One precocious 11 year old laid out a comprehensive 20 year plan to systematically remove all man-made water control devices, eliminate all exotic plant and wildlife species and cut back significantly on agriculture uses on Everglades lands - all of which would be supported by a state/federal budget. But ironically, just hours before, the President had submitted a federal budget that underfunded a similar plan by hundreds of millions rendering the plan essentially useless.

This may be why Laura was out mobilizing the coalition of the pre-pubescent. If biologists, civil engineers, botanists, environmentalists, politicians and land managers can't solve the problem, burden the children.

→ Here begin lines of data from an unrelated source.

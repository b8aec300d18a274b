use std::path::PathBuf;

use anyhow::Context;
use log::info;
use regex::Regex;
use url::Url;

use crate::{
    ScrapeError,
    locator::{Locator, required_attr},
    page::{Page, resolve_link},
    scraping_context::ScrapingContext,
};

/// Downloads the A4 PDF documentation archive linked from download.html.
pub struct DownloadScraper {
    pub url: Url,
    archive_regex: Regex,
}

impl DownloadScraper {
    pub fn new(url: Url) -> anyhow::Result<Self> {
        let archive_regex = Regex::new(r".+pdf-a4\.zip$")?;
        Ok(Self { url, archive_regex })
    }

    pub fn from_context(ctx: &ScrapingContext) -> anyhow::Result<Self> {
        let url = resolve_link(&ctx.scraping_config.main_doc_url, "download.html")?;
        Self::new(url)
    }

    /// Saves the archive into the downloads dir and returns its path, or
    /// `None` when the downloads page itself could not be loaded.
    pub async fn scrape(&self, ctx: &ScrapingContext) -> anyhow::Result<Option<PathBuf>> {
        let Some(page) = ctx.request_client.get_page(&self.url).await else {
            return Ok(None);
        };
        let archive_url = self.archive_url(&page)?;
        drop(page);

        let downloads_dir = ctx.scraping_config.downloads_dir();
        tokio::fs::create_dir_all(&downloads_dir)
            .await
            .with_context(|| format!("failed to create {}", downloads_dir.display()))?;
        let archive_path = downloads_dir.join(archive_file_name(&archive_url));

        let bytes = ctx
            .request_client
            .fetch_url_bytes(archive_url.as_str())
            .await?;
        tokio::fs::write(&archive_path, &bytes)
            .await
            .with_context(|| format!("failed to write {}", archive_path.display()))?;

        info!("Archive downloaded and saved: {}", archive_path.display());
        Ok(Some(archive_path))
    }

    pub fn archive_url(&self, page: &Page) -> Result<Url, ScrapeError> {
        let main = Locator::tag("div").attr("role", "main").find(page.root())?;
        let table = Locator::tag("table").attr("class", "docutils").find(main)?;
        let anchor = Locator::tag("a")
            .attr_pattern("href", self.archive_regex.clone())
            .find(table)?;
        page.resolve(required_attr(anchor, "href")?)
    }
}

/// Last path segment of the archive URL.
pub fn archive_file_name(url: &Url) -> String {
    url.path_segments()
        .and_then(|mut segments| segments.next_back())
        .filter(|name| !name.is_empty())
        .unwrap_or("archive.zip")
        .to_string()
}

The winner of the essay contest gets a trip to the Everglades - which they were already gathered in. And more importantly a shopping spree. Most likely at one of the Wal-Marts, Targets, or K-marts that have been built in the Everglades.


View Larger Map

Tuesday, July 10, 2007

Ants in Your Pants

The Red Imported Fire Ant (Solenopsis invicta) was accidentally introduced to the United States in either Mobile, Alabama or Pensacola, FL between 1933-1945. They inadvertently hitchhiked along with imported goods from Brazil and have since spread across many of the southern states, including Florida. They often create large nest mounds of soil, inhabited by thousands of the insects. When disrupted, the first ant to encounter a threat to their home emits a pheromone, alarming the rest of the colony which then defend the nest by all stinging the intruder with vengeance.

Before MaLe's return to Ecuador, we visited the Florida Keys, driving the length of the Overseas Highway from Key Largo down to Key West where we enjoyed the Southernmost point in the Continental US (marked by this black/yellow/red thing),

the 57 "Hemingway Cats" occupying the late writer's historic if not tragically dumpy home

the over hyped Mallory Square and a fantastic sunset over Florida Bay.


But no sendoff sunset is complete without sitting on a mound of fire ants. With only a glowing segment of sun remaining as it submerged into the sea, a frantic MaLe began hoping around, swatting at her back and cursing in Spanish (several words that I am familiar with). I helped brush as many off as I could and pleaded with her to move, but regretfully she was only listening in Spanish at this point and continued to stand in the mound of ants while peeling off clothing. Eventually she understood and moved, but not before being bitten literally from head to toe but the rotten little ormegas.

Fire ant bites are nasty and leave a zit-like swelling for a few days. It's not pleasant. She was calmed by sundown and you'd never know by this picture what she had just endured.

This afternoon it was back to work for me with a trip into the sweltering 98 degree Everglades. As always, I joined my adventurers on the airboat and as we cruised along the well-populated alligator lake, I realized I was being peppered with tiny insects. I looked towards the bow and realized a raft of fire ants had made their way on board and were now being blown on me! I signaled to the airboat captain to stop the boat, which he misinterpreted as go faster, and more and more ants began to fleck my khaki shirt. ANTS! I yelled, but my full-on-freakout fell on deaf ears as the Cadillac engine continued to power the airboats airplane propeller and create just enough noise to drown out what I assumed would soon turn to my panicked sobs.

Fire Ants have the amazing ability to create a mass of ants, or a raft to protect them during floods. Water comes up, they gather in a ball and are magically transported to a new home. In this case - the airboat and eventually on to me. I survived with amazingly only one bite. Maybe the speed in which we traveled carried away the pheromone message to attack. Either way, MaLe and I both survived our ant encounters. Now that the rainy season is here, you gotta watch out for the ants who are constantly shifting their homes to drier ground.